A SWAT team for enterprise app woes

The Coast Guard Operation Systems Center employs a dedicated task force to troubleshoot complex problems with its own applications.

When an enterprise application doesn't perform as well as expected, finding the cause can be a daunting task. Is it the server? Or the database? Maybe it's the application itself, or some strange interaction between the two? The end user may blame the application itself, but the fault could also be on the network, say with a router or the firewall. Neither system administrators nor application management personnel have the complete view of the system needed to diagnose the problem.

Over the past year, the Coast Guard Operation Systems Center (OSC) has had a dedicated task force in place to troubleshoot complex problems with its own applications. And now it has begun offering the six-person team to other Coast Guard divisions as well, according to Lt. Anthony Baird, government project officer for the Performance Recording Operational Troubleshooting Evaluation and Consulting team.

The PROTEC unit can perform baseline testing of a new application before it goes into deployment to gauge how it will run under a full operational load. The team can also tease out where the problem resides for an application already in production use that is not operating as expected.

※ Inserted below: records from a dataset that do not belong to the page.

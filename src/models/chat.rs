use serde::{ Serialize, Deserialize };

#[derive(Clone, Copy, Debug, PartialEq, Eq, Serialize, Deserialize)]
#[serde(rename_all = "lowercase")]
pub enum Role {
    User,
    Model,
}

#[derive(Clone, Debug, Serialize, Deserialize)]
pub struct ChatMessage {
    pub role: Role,
    pub text: String,
}

impl ChatMessage {
    pub fn user(text: impl Into<String>) -> Self {
        Self { role: Role::User, text: text.into() }
    }

    pub fn model(text: impl Into<String>) -> Self {
        Self { role: Role::Model, text: text.into() }
    }
}

/// Follow-up questions derived from the latest model turn. Each list is
/// capped at three entries and the whole set is replaced wholesale; it is
/// only non-empty while no response is in flight.
#[derive(Clone, Debug, Default, PartialEq, Serialize, Deserialize)]
pub struct SuggestionSet {
    pub specific: Vec<String>,
    pub general: Vec<String>,
}

impl SuggestionSet {
    pub fn is_empty(&self) -> bool {
        self.specific.is_empty() && self.general.is_empty()
    }

    pub fn clear(&mut self) {
        self.specific.clear();
        self.general.clear();
    }
}
use crate::models::chat::SuggestionSet;

/// Marker phrases separating the follow-up sections of a model response.
/// Matched case-insensitively; the last occurrence of each wins, so a later
/// section overrides an earlier incidental mention of the phrase.
pub const SPECIFIC_MARKER: &str = "useful things you can ask next:";
pub const GENERAL_MARKER: &str = "more growth questions:";

const MAX_PER_LIST: usize = 3;
const MIN_QUESTION_LEN: usize = 5;

pub fn default_suggestions() -> SuggestionSet {
    SuggestionSet {
        specific: vec![
            "🚀 How do I increase my revenue?".to_string(),
            "Analyze Social traffic breakdown".to_string(),
            "Fix LCP speed score".to_string()
        ],
        general: vec![
            "What is my next growth action?".to_string(),
            "Do I need a developer?".to_string()
        ],
    }
}

/// Last case-insensitive occurrence of an ASCII needle. Byte indexes from
/// the match are valid char boundaries in the original text because the
/// needle itself is pure ASCII.
fn rfind_ignore_case(haystack: &str, needle: &str) -> Option<usize> {
    let h = haystack.as_bytes();
    let n = needle.as_bytes();
    if n.is_empty() || n.len() > h.len() {
        return None;
    }
    (0..=h.len() - n.len()).rev().find(|&i| h[i..i + n.len()].eq_ignore_ascii_case(n))
}

fn strip_wrapping_quotes(line: &str) -> &str {
    let quotes = ['"', '\'', '“', '”'];
    let mut out = line;
    while let Some(rest) = quotes.iter().find_map(|q| out.strip_prefix(*q)) {
        out = rest;
    }
    while let Some(rest) = quotes.iter().find_map(|q| out.strip_suffix(*q)) {
        out = rest;
    }
    out
}

fn clean_line(line: &str) -> String {
    let stripped = line
        .trim()
        .trim_start_matches(|c: char| {
            matches!(c, '-' | '*' | '•' | '.' | '#') || c.is_ascii_digit() || c.is_whitespace()
        });
    strip_wrapping_quotes(stripped).trim().to_string()
}

/// Keeps the first three question-shaped lines of a slice, in order.
fn extract_questions(section: &str) -> Vec<String> {
    section
        .lines()
        .map(clean_line)
        .filter(|line| line.ends_with('?') && line.len() > MIN_QUESTION_LEN)
        .take(MAX_PER_LIST)
        .collect()
}

/// Derives the two capped follow-up lists from free-text model output.
/// Never fails: when neither marker yields a qualifying line, the fixed
/// default set is substituted. Marker order is untrusted; when the general
/// marker precedes the specific one, the specific slice runs to end-of-text.
pub fn extract_suggestions(text: &str) -> SuggestionSet {
    let specific_idx = rfind_ignore_case(text, SPECIFIC_MARKER);
    let general_idx = rfind_ignore_case(text, GENERAL_MARKER);

    let mut specific = Vec::new();
    let mut general = Vec::new();

    if let Some(s_idx) = specific_idx {
        let start = s_idx + SPECIFIC_MARKER.len();
        let end = match general_idx {
            Some(g_idx) if g_idx >= start => g_idx,
            _ => text.len(),
        };
        specific = extract_questions(&text[start..end]);
    }

    if let Some(g_idx) = general_idx {
        general = extract_questions(&text[g_idx + GENERAL_MARKER.len()..]);
    }

    if specific.is_empty() && general.is_empty() {
        return default_suggestions();
    }

    SuggestionSet { specific, general }
}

This is difficult work, approaching that of forensics. The applications being studied can run on anywhere from a server or two to up to 40, and the problems can take place almost anywhere the Coast Guard carries out operations, geographically speaking. The applications they have characterized run the gamut from Web servers, database hosting, e-mail financial applications, to specialized Coast Guard applications such as missile tracking, rescue support applications and apps that track ocean currents and tides.

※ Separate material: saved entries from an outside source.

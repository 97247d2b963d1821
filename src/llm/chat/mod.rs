pub mod gemini;

use async_trait::async_trait;
use futures::{ Stream, StreamExt, Future };
use std::error::Error as StdError;
use std::pin::Pin;
use std::sync::Arc;
use tokio::sync::mpsc;
use tokio_stream::wrappers::ReceiverStream;

use self::gemini::GeminiBackend;
use super::SamplingConfig;
use crate::cli::Args;
use crate::models::chat::ChatMessage;

pub type BoxError = Box<dyn StdError + Send + Sync>;

/// One increment of streamed response text.
pub type FragmentStream = Pin<Box<dyn Stream<Item = Result<String, BoxError>> + Send>>;

/// Opaque text-generation capability. The core makes no assumption about
/// fragment size or pacing; the stream terminates at end-of-stream or yields
/// an error item on transport failure.
#[async_trait]
pub trait ChatBackend: Send + Sync {
    async fn send_stream(
        &self,
        system_instruction: &str,
        history: &[ChatMessage],
        sampling: &SamplingConfig
    ) -> Result<FragmentStream, BoxError>;
}

pub fn new_backend(args: &Args) -> Result<Arc<dyn ChatBackend>, BoxError> {
    let backend = GeminiBackend::from_args(args)?;
    Ok(Arc::new(backend))
}

pub fn create_streaming_response<F, Fut>(response_fn: F) -> FragmentStream
    where
        F: FnOnce(mpsc::Sender<Result<String, BoxError>>) -> Fut + Send + 'static,
        Fut: Future<Output = ()> + Send + 'static
{
    let (tx, rx) = mpsc::channel(32);

    tokio::spawn(async move {
        response_fn(tx).await;
    });

    Box::pin(ReceiverStream::new(rx))
}

/// POSTs a JSON payload and forwards every line the parser recognizes as a
/// text fragment. The spawned task exits as soon as the consumer is dropped.
pub async fn http_stream_generate(
    base_url: String,
    route: &str,
    payload: impl serde::Serialize + Send + 'static,
    line_parser: fn(&str) -> Option<String>,
    headers: Option<Vec<(String, String)>>
) -> Result<FragmentStream, BoxError> {
    let url = format!("{}{}", base_url.trim_end_matches('/'), route);
    let (tx, rx) = mpsc::channel(32);
    let client = reqwest::Client::new();

    tokio::spawn(async move {
        let mut req = client.post(&url).json(&payload);

        if let Some(header_list) = headers {
            for (name, value) in header_list {
                req = req.header(name, value);
            }
        }

        match req.send().await {
            Ok(resp) => {
                if let Err(e) = resp.error_for_status_ref() {
                    let _ = tx.send(Err(Box::new(e) as _)).await;
                    return;
                }
                let mut bytes = resp.bytes_stream();
                while let Some(chunk) = bytes.next().await {
                    match chunk {
                        Ok(buf) => {
                            if let Ok(text) = String::from_utf8(buf.to_vec()) {
                                for line in text.lines() {
                                    if let Some(tok) = line_parser(line) {
                                        if tx.send(Ok(tok)).await.is_err() {
                                            return;
                                        }
                                    }
                                }
                            }
                        }
                        Err(e) => {
                            let _ = tx.send(Err(Box::new(e) as _)).await;
                            return;
                        }
                    }
                }
            }
            Err(e) => {
                let _ = tx.send(Err(Box::new(e) as _)).await;
            }
        }
    });

    Ok(Box::pin(ReceiverStream::new(rx)))
}

#[cfg(test)]
pub mod testing {
    use super::*;

    /// Deterministic backend double: replays a scripted fragment sequence,
    /// or fails at stream establishment.
    pub struct ScriptedBackend {
        script: Vec<Result<String, String>>,
        fail_setup: bool,
    }

    impl ScriptedBackend {
        pub fn with_fragments(fragments: &[&str]) -> Self {
            Self {
                script: fragments
                    .iter()
                    .map(|f| Ok(f.to_string()))
                    .collect(),
                fail_setup: false,
            }
        }

        pub fn with_script(script: Vec<Result<String, String>>) -> Self {
            Self { script, fail_setup: false }
        }

        pub fn failing_setup() -> Self {
            Self { script: Vec::new(), fail_setup: true }
        }
    }

    #[async_trait]
    impl ChatBackend for ScriptedBackend {
        async fn send_stream(
            &self,
            _system_instruction: &str,
            _history: &[ChatMessage],
            _sampling: &SamplingConfig
        ) -> Result<FragmentStream, BoxError> {
            if self.fail_setup {
                return Err("scripted setup failure".into());
            }
            let script = self.script.clone();
            Ok(
                create_streaming_response(move |tx| async move {
                    for item in script {
                        let mapped = item.map_err(BoxError::from);
                        let failed = mapped.is_err();
                        if tx.send(mapped).await.is_err() {
                            return;
                        }
                        if failed {
                            return;
                        }
                    }
                })
            )
        }
    }
}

"We can see how well an application is being utilized right here on OSC, or in Guam, Alaska, San Francisco or wherever," said Charles Asbury, a system engineer on the team. Performance is looked at, both from across the entire system, as well as evaluated from an end user's perspective.

The first step of diagnosing trouble is to understand where the problem actually resides. It could be a network issue, an Web server issue, an application issue or one involving the database. Once the problem is pinpointed, it can usually be fixed quite easily. Pinpointing the problem can take some effort, however.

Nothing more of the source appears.